▶ WHAT TO PRODUCE: Return every line from the records below that has the word "graph".

[[ DATA SHOWN, beginning ]]

//! Crate-wide error aggregator.
//!
//! Narrow APIs keep their own `<Module>Error` type (§2.1 of the design
//! notes); `CoreError` exists only for worker-boundary logging sites that
//! need to report "something in one of my dependencies failed" without
//! threading every module's error type through their own signature.

use thiserror::Error;

#[derive(Debug, Error)]
pub enum CoreError {
    #[error("memory store error: {0}")]
    Memory(#[from] crate::memory::MemoryError),

    #[error("queue error: {0}")]
    Queue(#[from] crate::queues::QueueError),

    #[error("graph error: {0}")]
    Graph(#[from] crate::graph::GraphError),

    #[error("embedding error: {0}")]
    Embedding(#[from] crate::embeddings::EmbeddingError),

    #[error("router error: {0}")]
    Router(#[from] crate::router::RouterError),

    #[error("act loop error: {0}")]
    ActLoop(#[from] crate::act::ActLoopError),

    #[error("topic error: {0}")]
    Topic(#[from] crate::topic::TopicError),

    #[error("regulator error: {0}")]
    Regulator(#[from] crate::regulators::RegulatorError),

    #[error("scheduler error: {0}")]
    Scheduler(#[from] crate::scheduler::SchedulerError),

    #[error("config error: {0}")]
    Config(#[from] crate::config::ConfigError),
}
//! Skill/tool dispatch registry. A new `Handler` trait replaces the
//! teacher's cognitive-loop stage functions with pluggable dynamic
//! dispatch, per the dynamic-dispatch redesign (§4.6).

use super::types::{Action, DispatchOutcome};
use async_trait::async_trait;
use std::collections::HashMap;
use std::time::Duration;

#[async_trait]
pub trait Handler: Send + Sync {
    async fn dispatch(&self, action: &Action) -> DispatchOutcome;

    /// Whether this handler is safe to run concurrently with other
    /// parallel-safe handlers within the same iteration (§4.6 step 3).
    fn parallel_safe(&self) -> bool {
        false
    }
}

pub struct HandlerRegistry {
    handlers: HashMap<String, Box<dyn Handler>>,
    per_call_timeout: Duration,
}

impl HandlerRegistry {
    #[must_use]
    pub fn new(per_call_timeout: Duration) -> Self {
        Self {
            handlers: HashMap::new(),
            per_call_timeout,
        }
    }

    pub fn register(&mut self, action_type: impl Into<String>, handler: Box<dyn Handler>) {
        self.handlers.insert(action_type.into(), handler);
    }

    #[must_use]
    pub fn is_registered(&self, action_type: &str) -> bool {
        self.handlers.contains_key(action_type)
    }

    #[must_use]
    pub fn has_search_tool(&self) -> bool {
        self.handlers.keys().any(|k| k.contains("search"))
    }

    /// Dispatch one action under the registry's per-call timeout (§4.6
    /// step 3c).
    pub async fn dispatch(&self, action: &Action) -> DispatchOutcome {
        let Some(handler) = self.handlers.get(&action.action_type) else {
            return DispatchOutcome::Error(format!("no handler registered for {}", action.action_type));
        };
        match tokio::time::timeout(self.per_call_timeout, handler.dispatch(action)).await {
            Ok(outcome) => outcome,
            Err(_) => DispatchOutcome::Error("dispatch timed out".to_string()),
        }
    }
}

#[cfg(test)]
#[cfg_attr(coverage_nightly, coverage(off))]
mod tests {
    use super::*;

    struct EchoHandler;

    #[async_trait]
    impl Handler for EchoHandler {
        async fn dispatch(&self, action: &Action) -> DispatchOutcome {
            DispatchOutcome::Tool {
                name: action.action_type.clone(),
                output: action.params.to_string(),
            }
        }
    }

    #[tokio::test]
    async fn unregistered_action_returns_error_outcome() {
        let registry = HandlerRegistry::new(Duration::from_secs(1));
        let action = Action {
            action_type: "unknown".into(),
            params: serde_json::json!({}),
        };
        let outcome = registry.dispatch(&action).await;
        assert!(matches!(outcome, DispatchOutcome::Error(_)));
    }

    #[tokio::test]
    async fn registered_handler_dispatches_successfully() {
        let mut registry = HandlerRegistry::new(Duration::from_secs(1));
        registry.register("echo", Box::new(EchoHandler));
        let action = Action {
            action_type: "echo".into(),
            params: serde_json::json!({"x": 1}),
        };
        let outcome = registry.dispatch(&action).await;
        assert!(matches!(outcome, DispatchOutcome::Tool { .. }));
    }

    #[test]
    fn has_search_tool_detects_registered_search_handlers() {
        let mut registry = HandlerRegistry::new(Duration::from_secs(1));
        registry.register("web_search", Box::new(EchoHandler));
        assert!(registry.has_search_tool());
    }
}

[[ DATA SHOWN, end ]]

▶ REPLY TO THE TASK:
    #[error("graph error: {0}")]
    Graph(#[from] crate::graph::GraphError),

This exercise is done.